The supply chain for grid components is even tighter now than it was earlier this year, Robinson said. The lead time for large-scale transformers is 90 weeks on average and the lead time for distribution transformers is six to nine months, she said.
“This is a great opportunity, at the same time, for the United States to get on board with greater manufacturing of some of these grid components here in America,” Robinson said.
The Inflation Reduction Act provided manufacturing tax credits for a range of products related to clean energy, including grid modernization equipment and components. DOE is also seeking public input on how to use the Defense Production Act to boost the production of transformers and other grid components.
Renewable sector concerns
The renewable sector also sees key bottlenecks in the US clean energy supply chain.
“I think managing expectations around capacity here in the US as it relates to steel and iron, modules, electrical systems, all of these different pieces, is going to be critical,” Jessica Lawrence-Vaca, vice president of government affairs at Solv Energy, said at an Oct. 12 meeting of the Energy Bar Association.
Solv is an engineering, procurement, and construction company building utility-scale renewable projects.
Already, US trade actions like tariffs and duties have put the brakes on US renewable development, Lawrence-Vaca said. Most developers and contractors have not seen any large-scale shipments of solar panels come into the US for the better part of 16 months, she said.
“There is not enough capacity here in the US to supply my company alone in the utility-scale market, let alone every other company that is out there,” she said.

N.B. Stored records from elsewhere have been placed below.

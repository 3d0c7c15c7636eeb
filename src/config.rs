//! Processing configuration
//!
//! Every field has a default so a config file only needs to name what it
//! changes. Distances are in the units of the geometry being processed,
//! usually tile pixels.

use std::fs;
use std::path::Path;

use anyhow::Context;
use serde::{Deserialize, Serialize};

use crate::error::{GeometryError, Result};
use crate::network::NetworkLoopMerger;
use crate::simplify::VisvalingamSimplifier;
use crate::smooth::CornerSmoother;

#[derive(Debug, Clone, Copy, PartialEq, Eq, Default, Serialize, Deserialize)]
#[serde(rename_all = "snake_case")]
pub enum SimplifyMethod {
    #[default]
    DouglasPeucker,
    Visvalingam,
    /// Leave geometry untouched
    Off,
}

#[derive(Debug, Clone, PartialEq, Serialize, Deserialize)]
#[serde(default)]
pub struct SimplifyConfig {
    pub method: SimplifyMethod,
    /// Distance for Douglas-Peucker, area for Visvalingam-Whyatt
    pub tolerance: f64,
    /// Visvalingam-Whyatt angle weight `k` in `area * (1 - k * cos)`
    pub angle_weight: f64,
}

impl Default for SimplifyConfig {
    fn default() -> Self {
        Self {
            method: SimplifyMethod::DouglasPeucker,
            tolerance: 0.25, // quarter pixel
            angle_weight: 0.0,
        }
    }
}

impl SimplifyConfig {
    pub fn visvalingam(&self) -> VisvalingamSimplifier {
        VisvalingamSimplifier::new(self.tolerance).with_weight(self.angle_weight)
    }
}

#[derive(Debug, Clone, PartialEq, Serialize, Deserialize)]
#[serde(default)]
pub struct SmoothConfig {
    pub enabled: bool,
    pub a: f64,
    pub b: f64,
    pub iterations: usize,
    pub min_vertex_area: f64,
    pub min_vertex_offset: f64,
    pub max_area: Option<f64>,
    pub max_offset: Option<f64>,
}

impl Default for SmoothConfig {
    fn default() -> Self {
        Self {
            enabled: false,
            a: 0.25,
            b: 0.75,
            iterations: 1,
            min_vertex_area: 0.0,
            min_vertex_offset: 0.0,
            max_area: None,
            max_offset: None,
        }
    }
}

impl SmoothConfig {
    pub fn smoother(&self) -> Result<CornerSmoother> {
        let mut smoother = CornerSmoother::new(self.a, self.b)?
            .with_iterations(self.iterations)
            .with_min_vertex_area(self.min_vertex_area)
            .with_min_vertex_offset(self.min_vertex_offset);
        if let Some(area) = self.max_area {
            smoother = smoother.with_max_area(area);
        }
        if let Some(offset) = self.max_offset {
            smoother = smoother.with_max_offset(offset);
        }
        Ok(smoother)
    }
}

#[derive(Debug, Clone, PartialEq, Serialize, Deserialize)]
#[serde(default)]
pub struct MergeConfig {
    /// Grid cells per unit for endpoint snapping
    pub precision: f64,
    pub min_length: f64,
    pub loop_min_length: f64,
    pub stub_min_length: f64,
    pub tolerance: f64,
    pub merge_strokes: bool,
}

impl Default for MergeConfig {
    fn default() -> Self {
        Self {
            precision: 16.0,
            min_length: 0.0,
            loop_min_length: 0.0,
            stub_min_length: 0.0,
            tolerance: 0.0,
            merge_strokes: false,
        }
    }
}

impl MergeConfig {
    /// Empty merger carrying these settings
    pub fn merger(&self) -> NetworkLoopMerger {
        NetworkLoopMerger::new()
            .with_precision(self.precision)
            .with_min_length(self.min_length)
            .with_loop_min_length(self.loop_min_length)
            .with_stub_min_length(self.stub_min_length)
            .with_tolerance(self.tolerance)
            .with_merge_strokes(self.merge_strokes)
    }
}

/// Top-level configuration
#[derive(Debug, Clone, Default, PartialEq, Serialize, Deserialize)]
#[serde(default)]
pub struct TileGeometryConfig {
    pub simplify: SimplifyConfig,
    pub smooth: SmoothConfig,
    pub merge: MergeConfig,
}

impl TileGeometryConfig {
    /// Parse and validate a JSON config
    pub fn from_json_str(json: &str) -> anyhow::Result<Self> {
        let config: Self = serde_json::from_str(json).context("Failed to parse config JSON")?;
        config.validate()?;
        Ok(config)
    }

    pub fn from_json_file(path: impl AsRef<Path>) -> anyhow::Result<Self> {
        let path = path.as_ref();
        let json = fs::read_to_string(path)
            .with_context(|| format!("Failed to read config {}", path.display()))?;
        Self::from_json_str(&json).with_context(|| format!("Invalid config {}", path.display()))
    }

    pub fn to_json_string(&self) -> anyhow::Result<String> {
        Ok(serde_json::to_string_pretty(self)?)
    }

    pub fn validate(&self) -> Result<()> {
        if self.simplify.tolerance.is_nan() {
            return Err(invalid("simplify.tolerance", self.simplify.tolerance, "must be a number"));
        }
        if !(self.merge.precision > 0.0 && self.merge.precision.is_finite()) {
            return Err(invalid("merge.precision", self.merge.precision, "must be a positive finite number"));
        }
        for (name, value) in [
            ("merge.min_length", self.merge.min_length),
            ("merge.loop_min_length", self.merge.loop_min_length),
            ("merge.stub_min_length", self.merge.stub_min_length),
            ("merge.tolerance", self.merge.tolerance),
        ] {
            if value.is_nan() || value < 0.0 {
                return Err(invalid(name, value, "must not be negative"));
            }
        }
        self.smooth.smoother()?;
        Ok(())
    }
}

fn invalid(name: &'static str, value: f64, reason: &str) -> GeometryError {
    GeometryError::InvalidParameter {
        name,
        value: value.to_string(),
        reason: reason.to_string(),
    }
}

The IRA is set to accelerate solar deployment to five times the 2020 rate of 10 GW of capacity, Lawrence-Vaca said. There could be as much as 49 GW of utility-scale solar added each year by 2024, she said. “That is an insane amount and that still is not going to get us to the goals the administration has set,” she said.
It will take two to three years to ramp up domestic production of modules, trackers, inverters, backsheet, and glass, Lawrence-Vaca said. And it will take three to five years for metallurgical grade silicon and polysilicon upgrades, ingots, wafers, and cell capacity to come to the US, she said.
“There is going to need to be large commitments from the developer community to actually purchase them before people are going to be able to really make those long-term commitments to move here to the United States,” Lawrence-Vaca said.
To win the maximum amount of tax credits under the IRA, companies need to comply with requirements for prevailing wage, apprenticeships, and domestic content. The last requirement will add further pressure to the domestic clean energy supply chain.
Proving compliance with these requirements will be up to the engineering, procurement, and construction sector, Lawrence-Vaca said. “This really is like a bit of a head explosion for every contractor out there because we are obligated to make sure that we are ensuring compliance for the developer, who is then getting the tax credit,” she said.